Neurobagel Integration¶
Purpose¶
The Neurobagel integration generates .jsonld files from participants.tsv and participants.json files across all ANC dataset repositories. These files are consumed by the Neurobagel service hosted for the ANC, enabling participant-level federated querying across datasets.

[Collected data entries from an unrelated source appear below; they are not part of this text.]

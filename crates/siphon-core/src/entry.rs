//! Queued path entries

use std::fmt;
use std::path::{Component, Path, PathBuf};

use serde::{Deserialize, Serialize};

/// A normalized file path queued for extraction.
///
/// Entries are optionally made relative to a configurable base so that
/// differences between mount points never leak into reports or output.
#[derive(Debug, Clone, PartialEq, Eq, Hash, PartialOrd, Ord, Serialize, Deserialize)]
#[serde(transparent)]
pub struct PathEntry(PathBuf);

impl PathEntry {
    pub fn new(path: impl AsRef<Path>) -> Self {
        Self(normalize(path.as_ref()))
    }

    /// Strip `base` from `path` when it is a prefix.
    ///
    /// Paths outside the base, or equal to it, are kept as they are.
    pub fn relativize(path: &Path, base: Option<&Path>) -> Self {
        let relative = base
            .and_then(|b| path.strip_prefix(b).ok())
            .filter(|p| !p.as_os_str().is_empty())
            .unwrap_or(path);
        Self::new(relative)
    }

    pub fn as_path(&self) -> &Path {
        &self.0
    }

    /// Lossy string form, used as the report key and document id input
    pub fn to_key(&self) -> String {
        self.0.to_string_lossy().into_owned()
    }
}

/// Drop `.` components so `./a/b` and `a/b` are the same entry
fn normalize(path: &Path) -> PathBuf {
    let normalized: PathBuf = path
        .components()
        .filter(|c| !matches!(c, Component::CurDir))
        .collect();
    if normalized.as_os_str().is_empty() {
        PathBuf::from(".")
    } else {
        normalized
    }
}

impl AsRef<Path> for PathEntry {
    fn as_ref(&self) -> &Path {
        &self.0
    }
}

impl From<&str> for PathEntry {
    fn from(s: &str) -> Self {
        Self::new(s)
    }
}

impl From<PathBuf> for PathEntry {
    fn from(p: PathBuf) -> Self {
        Self::new(p)
    }
}

impl fmt::Display for PathEntry {
    fn fmt(&self, f: &mut fmt::Formatter<'_>) -> fmt::Result {
        write!(f, "{}", self.0.display())
    }
}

Source code: neurobagel_jsonld_generation
Staying current¶
We monitor developments in the Neurobagel ecosystem via:
- Repository notifications on the Neurobagel GitHub organisation
- Direct contact with the core developers: Sebastian Urchs, JB Poline, Alyssa Dai, Arman Jahanmanpour
When the Neurobagel data model or CLI changes, update the pipeline and verify that existing participants.json files remain compatible.
How it works¶
A scheduled CI/CD pipeline runs once a day:
- Uses the
python-gitlabAPI to connect to the ANC data repository - Clones all dataset repositories in the
bids-datasetsgroup — without fetching Git LFS files - Crawls each repository for a
participants.tsvand a matchingparticipants.json - If both files exist, applies the Neurobagel CLI (
bagel pheno) to generate.jsonldfiles - Exposes the resulting
.jsonldfiles as zipped pipeline artefacts - The Ansible playbook hosting the Neurobagel service downloads the artefacts and updates the service
Key assumption: participants.tsv and participants.json are complete and conform to the Neurobagel data model.